Episode 1, “Kids Menu”, hit me right where I’m standing. It’s all about him and his wife having their first baby. Chang speaks to several chefs who’ve been successful raising kids in one of the most demanding professions, stands in front of a TV learning how to tie a baby-wrap thingy around him, and ponders the current status quo related to what we feed kids. He visits school lunch in Japan, makes baby food with Nick Kroll, and makes and serves wholesome lunches in a public school cafeteria (with bated breath because he’s not sure kids will actually like his food).
This last point is the one that got me. I’m not sure why I’m terrified of what my kid will eat, but I am. I think it’s because I know how much I love junk food and empty calories. I’m a guy who downloaded the McDonald’s App to get a free Egg McMuffin on National Egg McMuffin Day. Then two days later, when I found out Wendy’s had breakfast—I tried it. Now, to be honest, those are two of the four junk food meals I had last week. The remainder of the food consumed was fish, nuts, sweet potatoes, fruit, salads and the like— but it’s taken me a long time in my life to find that balance. It’s taken me a long time to live in that moderate 80/20 balance of health/indulgence. I have no idea how I’ll teach my kid that in a joyful kinda way.
Gorgeous images - “A Bird’s Eye View of Children’s Diets Across The Globe” in Feature Shoot
But I guess that’s small potatoes compared to the other things I’m supposed to be teaching. Like how to love people, how to be curious, or how to grow into someone who isn’t co-dependent.
Speaking of Co-Dependency
I’m not sure how this happened, but I found myself a little clown-drunk over the weekend. It all started when I watched Shia LaBeouf’s “Honey Boy”, on Amazon Prime.
Honey Boy - Amazon Prime
I’ve been fan of Shia LaBeouf since Dito Montiel’s 2006, “A Guide To Recognizing Your Saints”. He’s been a little hard to root for over the years—and I’m not even talking about the drunken disorderliness— mostly the Tranformers stuff is what had me questioning his ideas about his art. But when 2014’s “Fury” rolled in, I knew I was all in for LaBeouf. What looks like a standard war movie on the surface cuts deep into the human experience of it all, and LaBeouf is a big part of why it works so well. Of course Brad Pitt helps a little, too.
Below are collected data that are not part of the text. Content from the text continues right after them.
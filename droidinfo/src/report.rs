//! The Device Report: per-run mapping of field key to display value.

use std::collections::HashMap;
use std::fmt;

use crate::battery::BatteryInfo;
use crate::device::Device;

/// Rendered in place of a value whose query failed.
pub const UNKNOWN: &str = "unknown";

/// Report section a field is shown under.
#[derive(Debug, Clone, Copy, PartialEq, Eq, Hash)]
#[cfg_attr(feature = "serde", derive(serde::Serialize))]
#[cfg_attr(feature = "serde", serde(rename_all = "snake_case"))]
pub enum Category {
    /// Who the device is.
    Identity,
    /// Android build and runtime.
    Os,
    /// Battery state.
    Battery,
    /// CPU, memory, display, storage.
    Hardware,
    /// Patch level, root, debug state.
    Security,
}

impl Category {
    /// All categories in render order.
    pub const ALL: [Self; 5] = [
        Self::Identity,
        Self::Os,
        Self::Battery,
        Self::Hardware,
        Self::Security,
    ];

    /// Section heading.
    pub fn title(self) -> &'static str {
        match self {
            Self::Identity => "Device Identity",
            Self::Os => "Operating System",
            Self::Battery => "Battery",
            Self::Hardware => "Hardware",
            Self::Security => "Security",
        }
    }

    /// Key used for the section in JSON output.
    pub fn key(self) -> &'static str {
        match self {
            Self::Identity => "identity",
            Self::Os => "os",
            Self::Battery => "battery",
            Self::Hardware => "hardware",
            Self::Security => "security",
        }
    }
}

impl fmt::Display for Category {
    fn fmt(&self, f: &mut fmt::Formatter<'_>) -> fmt::Result {
        f.write_str(self.title())
    }
}

/// Static description of one report field.
#[derive(Debug, Clone, Copy, PartialEq, Eq)]
pub struct FieldDef {
    /// Stable key, used in JSON output.
    pub key: &'static str,
    /// Human-readable label.
    pub label: &'static str,
    /// Section the field belongs to.
    pub category: Category,
}

const fn field(key: &'static str, label: &'static str, category: Category) -> FieldDef {
    FieldDef {
        key,
        label,
        category,
    }
}

/// Every field of the report, in render order.
pub const FIELDS: &[FieldDef] = &[
    field("device_id", "Device ID", Category::Identity),
    field("status", "Status", Category::Identity),
    field("serial_number", "Serial Number", Category::Identity),
    field("manufacturer", "Manufacturer", Category::Identity),
    field("brand", "Brand", Category::Identity),
    field("model", "Model", Category::Identity),
    field("device_name", "Device Name", Category::Identity),
    field("product_name", "Product Name", Category::Identity),
    field("android_version", "Android Version", Category::Os),
    field("api_level", "API Level", Category::Os),
    field("build_number", "Build Number", Category::Os),
    field("kernel_version", "Kernel", Category::Os),
    field("uptime", "Uptime", Category::Os),
    field("region_locale", "Region/Locale", Category::Os),
    field("country_code", "Country Code", Category::Os),
    field("battery_percentage", "Level", Category::Battery),
    field("battery_health", "Health", Category::Battery),
    field("battery_status", "Status", Category::Battery),
    field("battery_power_source", "Power Source", Category::Battery),
    field("battery_voltage", "Voltage", Category::Battery),
    field("battery_temperature", "Temperature", Category::Battery),
    field("battery_technology", "Technology", Category::Battery),
    field("cpu_architecture", "CPU Architecture", Category::Hardware),
    field("total_ram", "Total RAM", Category::Hardware),
    field("screen_resolution", "Screen Resolution", Category::Hardware),
    field("storage_total", "Total Storage", Category::Hardware),
    field("storage_used", "Used Storage", Category::Hardware),
    field("storage_available", "Available Storage", Category::Hardware),
    field("storage_usage", "Storage Usage", Category::Hardware),
    field("security_patch", "Security Patch", Category::Security),
    field("root_status", "Root Status", Category::Security),
    field("usb_debugging", "USB Debugging", Category::Security),
    field("boot_state", "Device State", Category::Security),
    field("imei", "IMEI (last 4)", Category::Security),
];

/// Look up a field definition by key.
pub fn field_def(key: &str) -> Option<&'static FieldDef> {
    FIELDS
        .iter()
        .find(|f| f.key == key)
}

/// Collected values for one device.
#[derive(Debug, Clone, PartialEq)]
pub struct DeviceReport {
    /// The device the report describes.
    pub device: Device,
    values: HashMap<&'static str, String>,
    battery: Option<BatteryInfo>,
}

impl DeviceReport {
    /// An empty report; every field reads as [`UNKNOWN`].
    pub fn new(device: Device) -> Self {
        Self {
            device,
            values: HashMap::new(),
            battery: None,
        }
    }

    /// Store `value` under `key`. Keys outside [`FIELDS`] and empty values
    /// are ignored.
    pub fn set(&mut self, key: &str, value: impl Into<String>) {
        let value = value.into();
        if value.trim().is_empty() {
            return;
        }
        if let Some(def) = field_def(key) {
            self.values.insert(def.key, value);
        }
    }

    /// Store an optional value.
    pub fn set_opt(&mut self, key: &str, value: Option<impl Into<String>>) {
        if let Some(value) = value {
            self.set(key, value);
        }
    }

    /// The collected value, if any.
    pub fn value(&self, key: &str) -> Option<&str> {
        self.values
            .get(key)
            .map(String::as_str)
    }

    /// The display value: the collected value or [`UNKNOWN`].
    pub fn get(&self, key: &str) -> &str {
        self.value(key)
            .unwrap_or(UNKNOWN)
    }

    /// Number of fields with a value.
    pub fn known_count(&self) -> usize {
        self.values.len()
    }

    /// Parsed battery record, when the battery query succeeded.
    pub fn battery(&self) -> Option<&BatteryInfo> {
        self.battery.as_ref()
    }

    /// Attach the parsed battery record.
    pub fn set_battery(&mut self, battery: BatteryInfo) {
        self.battery = Some(battery);
    }

    /// Charge percentage for gauges.
    pub fn battery_percentage(&self) -> Option<f64> {
        self.battery
            .as_ref()
            .and_then(BatteryInfo::percentage)
    }

    /// Fields grouped by category in render order, with display values.
    pub fn sections(&self) -> Vec<(Category, Vec<(&'static FieldDef, &str)>)> {
        Category::ALL
            .iter()
            .map(|&category| {
                let rows = FIELDS
                    .iter()
                    .filter(|f| f.category == category)
                    .map(|f| (f, self.get(f.key)))
                    .collect();
                (category, rows)
            })
            .collect()
    }
}
//! Hardware, OS and security probes built on plain shell commands.
//!
//! Each probe issues one command (plus at most a fallback) and turns its text
//! into a display value. Parsing is kept in free functions so it can be
//! tested against captured output.

use log::debug;

use crate::bridge::Bridge;
use crate::error::{Error, Result};
use crate::props;

const KIB_PER_MIB: f64 = 1024.0;
const KIB_PER_GIB: f64 = 1024.0 * 1024.0;

/// Columns of the `/data` line of `df`.
#[derive(Debug, Clone, PartialEq, Eq)]
#[cfg_attr(feature = "serde", derive(serde::Serialize))]
pub struct StorageInfo {
    /// Size of the filesystem.
    pub total: String,
    /// Space in use.
    pub used: String,
    /// Space available.
    pub available: String,
    /// Usage percentage, when known.
    pub usage: Option<String>,
}

/// `1234.5 ...` (seconds since boot) to `0h 20m`.
pub fn parse_uptime(text: &str) -> Result<String> {
    let seconds: f64 = text
        .split_whitespace()
        .next()
        .and_then(|s| s.parse().ok())
        .filter(|s: &f64| s.is_finite() && *s >= 0.0)
        .ok_or_else(|| Error::parse("uptime", text))?;
    let total = seconds as u64;
    Ok(format!("{}h {}m", total / 3600, total % 3600 / 60))
}

/// `MemTotal:  5901232 kB` to kibibytes.
pub fn parse_mem_total_kib(text: &str) -> Option<u64> {
    text.lines()
        .find_map(|line| line.trim().strip_prefix("MemTotal:"))
        .and_then(|rest| rest.split_whitespace().next())
        .and_then(|n| n.parse().ok())
}

/// Kibibytes as gigabytes with two decimals, e.g. `5.63 GB`.
pub fn format_ram(kib: u64) -> String {
    format!("{:.2} GB", kib as f64 / KIB_PER_GIB)
}

/// Kibibytes in the largest fitting unit with one decimal.
pub fn format_kib(kib: u64) -> String {
    let value = kib as f64;
    if value >= KIB_PER_GIB {
        format!("{:.1} GB", value / KIB_PER_GIB)
    } else if value >= KIB_PER_MIB {
        format!("{:.1} MB", value / KIB_PER_MIB)
    } else {
        format!("{kib} KB")
    }
}

/// Parse `df /data` output.
///
/// Handles toybox output (1K blocks with a `Use%` column), old toolbox output
/// (human sizes, no percentage) and long filesystem names wrapped onto their
/// own line.
pub fn parse_df(text: &str) -> Option<StorageInfo> {
    let body: Vec<&str> = text
        .lines()
        .map(str::trim)
        .filter(|line| !line.is_empty() && !line.starts_with("Filesystem"))
        .flat_map(str::split_whitespace)
        .collect();

    if body.len() < 4 {
        return None;
    }

    let (total, used, available) = (body[1], body[2], body[3]);
    let numeric = (
        total.parse::<u64>(),
        used.parse::<u64>(),
        available.parse::<u64>(),
    );

    let usage = body
        .get(4)
        .filter(|col| col.ends_with('%'))
        .map(|col| (*col).to_string())
        .or_else(|| match numeric {
            (Ok(t), Ok(u), _) if t > 0 => Some(format!("{}%", (u * 100).div_ceil(t))),
            _ => None,
        });

    Some(match numeric {
        (Ok(t), Ok(u), Ok(a)) => StorageInfo {
            total: format_kib(t),
            used: format_kib(u),
            available: format_kib(a),
            usage,
        },
        _ => StorageInfo {
            total: total.to_string(),
            used: used.to_string(),
            available: available.to_string(),
            usage,
        },
    })
}

/// `Physical size: 1080x2400` (and an optional `Override size:`) from
/// `wm size`.
pub fn parse_wm_size(text: &str) -> Option<String> {
    let field = |prefix: &str| {
        text.lines()
            .find_map(|line| line.trim().strip_prefix(prefix))
            .map(str::trim)
            .filter(|s| !s.is_empty())
    };

    let physical = field("Physical size:")?;
    Some(match field("Override size:") {
        Some(over) => format!("{physical} (override {over})"),
        None => physical.to_string(),
    })
}

/// `cur=1080x2400` from `dumpsys window displays`.
pub fn parse_display_cur(text: &str) -> Option<String> {
    text.split_whitespace()
        .find_map(|token| token.strip_prefix("cur="))
        .map(|value| value.trim_end_matches(','))
        .filter(|value| value.contains('x'))
        .map(str::to_string)
}

/// Whether `which su` found a binary.
pub fn is_rooted(which_output: &str) -> bool {
    which_output.contains("/su")
}

/// `sys.boot_completed` to text.
pub fn boot_state(value: &str) -> Option<&'static str> {
    match value.trim() {
        "1" => Some("Boot Completed"),
        "0" => Some("Booting"),
        _ => None,
    }
}

/// Digits carried in the quoted column of a `service call iphonesubinfo`
/// parcel dump.
pub fn parse_iphonesubinfo(text: &str) -> Option<String> {
    if !text.contains("Parcel") {
        return None;
    }
    let digits: String = text
        .lines()
        .filter_map(|line| {
            let start = line.find('\'')?;
            let end = line.rfind('\'')?;
            (end > start).then(|| &line[start + 1..end])
        })
        .flat_map(str::chars)
        .filter(char::is_ascii_digit)
        .collect();
    valid_imei(digits)
}

/// `Device ID = 35...` from `dumpsys iphonesubinfo`.
pub fn parse_dumpsys_imei(text: &str) -> Option<String> {
    let line = text
        .lines()
        .find(|line| line.contains("Device ID"))?;
    let (_, value) = line.split_once('=')?;
    valid_imei(
        value
            .chars()
            .filter(char::is_ascii_digit)
            .collect(),
    )
}

fn valid_imei(digits: String) -> Option<String> {
    (digits.len() >= 14 && digits.bytes().any(|b| b != b'0')).then_some(digits)
}

/// Last four digits of an identifier.
pub fn last_four(digits: &str) -> String {
    let skip = digits.len().saturating_sub(4);
    digits[skip..].to_string()
}

/// Time since boot.
pub fn uptime<B: Bridge + ?Sized>(bridge: &B, serial: &str) -> Result<String> {
    parse_uptime(&bridge.shell(serial, "cat /proc/uptime 2>/dev/null")?)
}

/// Kernel identification (`uname -a`).
pub fn kernel_version<B: Bridge + ?Sized>(bridge: &B, serial: &str) -> Result<String> {
    non_empty(bridge.shell(serial, "uname -a")?, "uname -a")
}

/// Primary ABI, falling back to the kernel machine name.
pub fn cpu_architecture<B: Bridge + ?Sized>(bridge: &B, serial: &str) -> Result<String> {
    match props::getprop(bridge, serial, "ro.product.cpu.abi") {
        Ok(abi) => Ok(abi),
        Err(e) => {
            debug!("ro.product.cpu.abi unavailable ({e}), trying uname -m");
            non_empty(bridge.shell(serial, "uname -m")?, "uname -m")
        },
    }
}

/// Installed RAM.
pub fn total_ram<B: Bridge + ?Sized>(bridge: &B, serial: &str) -> Result<String> {
    let text = bridge.shell(serial, "cat /proc/meminfo 2>/dev/null | grep MemTotal")?;
    parse_mem_total_kib(&text)
        .map(format_ram)
        .ok_or_else(|| Error::parse("MemTotal", &text))
}

/// Size and usage of the `/data` partition.
pub fn storage<B: Bridge + ?Sized>(bridge: &B, serial: &str) -> Result<StorageInfo> {
    let text = bridge.shell(serial, "df /data 2>/dev/null")?;
    parse_df(&text).ok_or_else(|| Error::parse("df /data", &text))
}

/// Display resolution.
pub fn screen_resolution<B: Bridge + ?Sized>(bridge: &B, serial: &str) -> Result<String> {
    if let Ok(text) = bridge.shell(serial, "wm size 2>/dev/null") {
        if let Some(size) = parse_wm_size(&text) {
            return Ok(size);
        }
    }
    let text = bridge.shell(serial, "dumpsys window displays 2>/dev/null | grep cur=")?;
    parse_display_cur(&text).ok_or_else(|| Error::parse("display size", &text))
}

/// `Rooted` when an `su` binary is on the device `PATH`.
pub fn root_status<B: Bridge + ?Sized>(bridge: &B, serial: &str) -> Result<String> {
    // `which` exits non-zero when nothing is found; that is an answer, not a
    // failed query.
    let found = match bridge.shell(serial, "which su 2>/dev/null") {
        Ok(out) => is_rooted(&out),
        Err(Error::CommandFailed { .. }) => false,
        Err(e) => return Err(e),
    };
    Ok(if found { "Rooted" } else { "Not Rooted" }.to_string())
}

/// Boot completion state.
pub fn boot_completion<B: Bridge + ?Sized>(bridge: &B, serial: &str) -> Result<String> {
    let value = props::getprop(bridge, serial, "sys.boot_completed")?;
    boot_state(&value)
        .map(str::to_string)
        .ok_or_else(|| Error::parse("sys.boot_completed", &value))
}

/// Last four digits of the IMEI.
///
/// Recent Android releases refuse these queries without privileges, in which
/// case the probe fails and the field stays unknown.
pub fn imei<B: Bridge + ?Sized>(bridge: &B, serial: &str) -> Result<String> {
    if let Ok(text) = bridge.shell(serial, "service call iphonesubinfo 1 2>/dev/null") {
        if let Some(digits) = parse_iphonesubinfo(&text) {
            return Ok(last_four(&digits));
        }
    }
    if let Ok(text) = bridge.shell(serial, "dumpsys iphonesubinfo 2>/dev/null") {
        if let Some(digits) = parse_dumpsys_imei(&text) {
            return Ok(last_four(&digits));
        }
    }
    let value = props::getprop(bridge, serial, "gsm.device.id")?;
    valid_imei(
        value
            .chars()
            .filter(char::is_ascii_digit)
            .collect(),
    )
    .map(|digits| last_four(&digits))
    .ok_or_else(|| Error::parse("gsm.device.id", &value))
}

fn non_empty(value: String, command: &str) -> Result<String> {
    if value.is_empty() {
        Err(Error::EmptyOutput(command.to_string()))
    } else {
        Ok(value)
    }
}
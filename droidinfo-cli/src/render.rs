//! Text and JSON presentation of a device report.

use console::style;
use droidinfo::{Category, DeviceReport, FIELDS, UNKNOWN};
use serde_json::{Map, Value, json};

const LABEL_WIDTH: usize = 20;
const GAUGE_CELLS: usize = 20;

/// Render the report grouped by category, one `label value` row per field.
pub(crate) fn render_report(report: &DeviceReport) -> String {
    let mut out = String::new();

    for (index, (category, rows)) in report
        .sections()
        .into_iter()
        .enumerate()
    {
        if index > 0 {
            out.push('\n');
        }
        out.push_str(&format!(
            "{}\n",
            style(category.title())
                .cyan()
                .bold()
                .underlined()
        ));
        for (field, value) in rows {
            let value = styled_value(field.key, value);
            let value = if field.key == "battery_percentage" {
                match report.battery_percentage() {
                    Some(pct) => format!("{value}  {}", gauge(pct)),
                    None => value,
                }
            } else {
                value
            };
            out.push_str(&format!(
                "  {:<width$} {value}\n",
                field.label,
                width = LABEL_WIDTH
            ));
        }
    }

    out
}

fn styled_value(key: &str, value: &str) -> String {
    if value == UNKNOWN {
        return style(value)
            .dim()
            .to_string();
    }
    match (key, value) {
        ("root_status", "Rooted") => style(value)
            .red()
            .bold()
            .to_string(),
        ("root_status", _) => style(value)
            .green()
            .to_string(),
        ("battery_health", "Good") => style(value)
            .green()
            .to_string(),
        ("battery_health", _) => style(value)
            .yellow()
            .to_string(),
        _ => value.to_string(),
    }
}

/// `[██████████░░░░░░░░░░]`, coloured by charge.
pub(crate) fn gauge(percentage: f64) -> String {
    let pct = percentage.clamp(0.0, 100.0);
    let filled = ((pct / 100.0) * GAUGE_CELLS as f64).round() as usize;
    let bar = format!(
        "{}{}",
        "█".repeat(filled),
        "░".repeat(GAUGE_CELLS - filled)
    );
    let bar = if pct >= 50.0 {
        style(bar).green()
    } else if pct >= 20.0 {
        style(bar).yellow()
    } else {
        style(bar).red()
    };
    format!("[{bar}]")
}

/// Report fields as `{category: {key: value}}` plus the device entry.
pub(crate) fn report_json(report: &DeviceReport) -> Value {
    let mut data = Map::new();
    data.insert(
        "device".to_string(),
        serde_json::to_value(&report.device).unwrap_or(Value::Null),
    );

    for category in Category::ALL {
        let fields: Map<String, Value> = FIELDS
            .iter()
            .filter(|f| f.category == category)
            .map(|f| (f.key.to_string(), Value::from(report.get(f.key))))
            .collect();
        data.insert(category.key().to_string(), Value::Object(fields));
    }

    if let Some(battery) = report.battery() {
        data.insert(
            "battery_raw".to_string(),
            serde_json::to_value(battery).unwrap_or(Value::Null),
        );
    }

    Value::Object(data)
}

/// Standard success envelope.
pub(crate) fn ok_envelope(data: Value) -> Value {
    json!({
        "ok": true,
        "data": data,
    })
}

/// `device_info_<model>.json`, falling back to the serial for unknown models.
pub(crate) fn default_file_name(report: &DeviceReport) -> String {
    let base = match report.value("model") {
        Some(model) => model,
        None => report.device.serial.as_str(),
    };
    let safe: String = base
        .chars()
        .map(|c| {
            if c.is_ascii_alphanumeric() || c == '-' || c == '_' {
                c
            } else {
                '_'
            }
        })
        .collect();
    format!("device_info_{safe}.json")
}
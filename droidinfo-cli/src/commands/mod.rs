//! Command implementations.
//!
//! Each subcommand is implemented in its own module for clean separation.

pub(crate) mod completions;
pub(crate) mod devices;
pub(crate) mod info;

use anyhow::Result;
use console::style;
use droidinfo::{AdbProcess, locate_adb};

use crate::config::Settings;

/// Locate adb and optionally restart its server.
pub(crate) fn connect(settings: &Settings, quiet: bool) -> Result<AdbProcess> {
    let adb = locate_adb(settings.adb.as_deref(), settings.timeout)?;

    if settings.restart_server {
        if !quiet {
            eprintln!("{} Restarting adb server", style("⟳").cyan());
        }
        adb.restart_server()?;
    }

    Ok(adb)
}
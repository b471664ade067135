//! Bridge abstraction over the `adb` command-line tool.
//!
//! Everything the crate knows about a device comes out of an `adb`
//! invocation. The [`Bridge`] trait models exactly one such invocation so the
//! query layer can be driven by the real executable or by a scripted stand-in:
//!
//! ```text
//! +------------------+
//! |   DeviceQuery    |   getprop / dumpsys / cat / df ...
//! +--------+---------+
//!          |
//!          v
//! +--------+---------+
//! |   Bridge trait   |   exec(["-s", serial, "shell", cmd])
//! +--------+---------+
//!          |
//!          v
//! +--------+---------+
//! |    AdbProcess    |   std::process + timeout
//! +------------------+
//! ```
//!
//! ## Example
//!
//! ```rust,no_run
//! use droidinfo::{AdbProcess, Bridge};
//!
//! fn main() -> droidinfo::Result<()> {
//!     let adb = AdbProcess::new("adb");
//!     for device in adb.devices()? {
//!         println!("{} {}", device.serial, device.state);
//!     }
//!     Ok(())
//! }
//! ```

pub mod native;

pub use native::AdbProcess;

use log::debug;

use crate::device::{Device, parse_devices};
use crate::error::{Error, Result};

/// Captured result of one `adb` invocation.
#[derive(Debug, Clone, Default, PartialEq, Eq)]
pub struct CommandOutput {
    /// Whether the process exited with status zero.
    pub success: bool,
    /// Exit code, if the process exited normally.
    pub status: Option<i32>,
    /// Standard output, lossily decoded.
    pub stdout: String,
    /// Standard error, lossily decoded.
    pub stderr: String,
}

impl CommandOutput {
    /// Return stdout if the invocation succeeded, or a [`Error::CommandFailed`].
    pub fn into_stdout(self, command: &str) -> Result<String> {
        if self.success {
            Ok(self.stdout)
        } else {
            Err(self.into_failure(command))
        }
    }

    fn into_failure(self, command: &str) -> Error {
        Error::CommandFailed {
            command: command.to_string(),
            status: self.status.unwrap_or(-1),
            stderr: self.stderr.trim().to_string(),
        }
    }
}

/// One-shot access to the `adb` tool.
pub trait Bridge {
    /// Run `adb` with `args` and capture its output.
    fn exec(&self, args: &[&str]) -> Result<CommandOutput>;

    /// List devices known to the adb server (`adb devices -l`).
    fn devices(&self) -> Result<Vec<Device>> {
        let stdout = self
            .exec(&["devices", "-l"])?
            .into_stdout("devices -l")?;
        Ok(parse_devices(&stdout))
    }

    /// Run `command` through the device shell and return its cleaned stdout.
    ///
    /// The command is passed as a single argument, so device-side pipes and
    /// redirections work. A non-zero exit is only an error when nothing was
    /// printed.
    fn shell(&self, serial: &str, command: &str) -> Result<String> {
        let output = self.exec(&["-s", serial, "shell", command])?;
        let stdout = clean_output(&output.stdout);

        if output.success {
            return Ok(stdout);
        }
        if stdout.is_empty() {
            return Err(output.into_failure(&format!("-s {serial} shell {command}")));
        }

        debug!(
            "`{command}` exited with {:?} but printed output, keeping it",
            output.status
        );
        Ok(stdout)
    }
}

impl<B: Bridge + ?Sized> Bridge for &B {
    fn exec(&self, args: &[&str]) -> Result<CommandOutput> {
        (**self).exec(args)
    }
}

/// Strip carriage returns (older adb versions translate `\n` to `\r\n`) and
/// surrounding whitespace.
pub fn clean_output(raw: &str) -> String {
    raw.replace('\r', "")
        .trim()
        .to_string()
}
But “Honey Boy” is all LaBeouf. Written by and staring. It’s a beautifully shot, biographically inspired film about his relationship with his father and fame. It’s deeply moving and doesn’t play like a familiar Hollywood biopic, i.e. boring. Credit director Alma Har’el for this as the visual pacing and her technical fingerprint in matters like coloring and evocative lens flair give it a dynamic range that move you between feelings of nostalgia, a dream-like state, and the visceral here-and-now.
Style Legend:

If you’ve ever wondered why Shia LaBeouf is the way he is—he’s been arrested several times, he dresses how I aspire to dress one day, like a scuz lord fit king, the way a really old man would dress or how you might if you made bazzillions staring in Hollywood trash and couldn’t care less what anyone thinks, but then despite of this precariousness he always brings a solid naturalism to his roles onscreen. If you’re like me you’ve likely wondered why your neurosis, idiosyncrasies, and character flaws don’t lead to flashes of artistic brilliance as LaBeouf’s seem to. They just lead to failed hobbies for me. Am I not eccentric enough? That’s probably not the difference.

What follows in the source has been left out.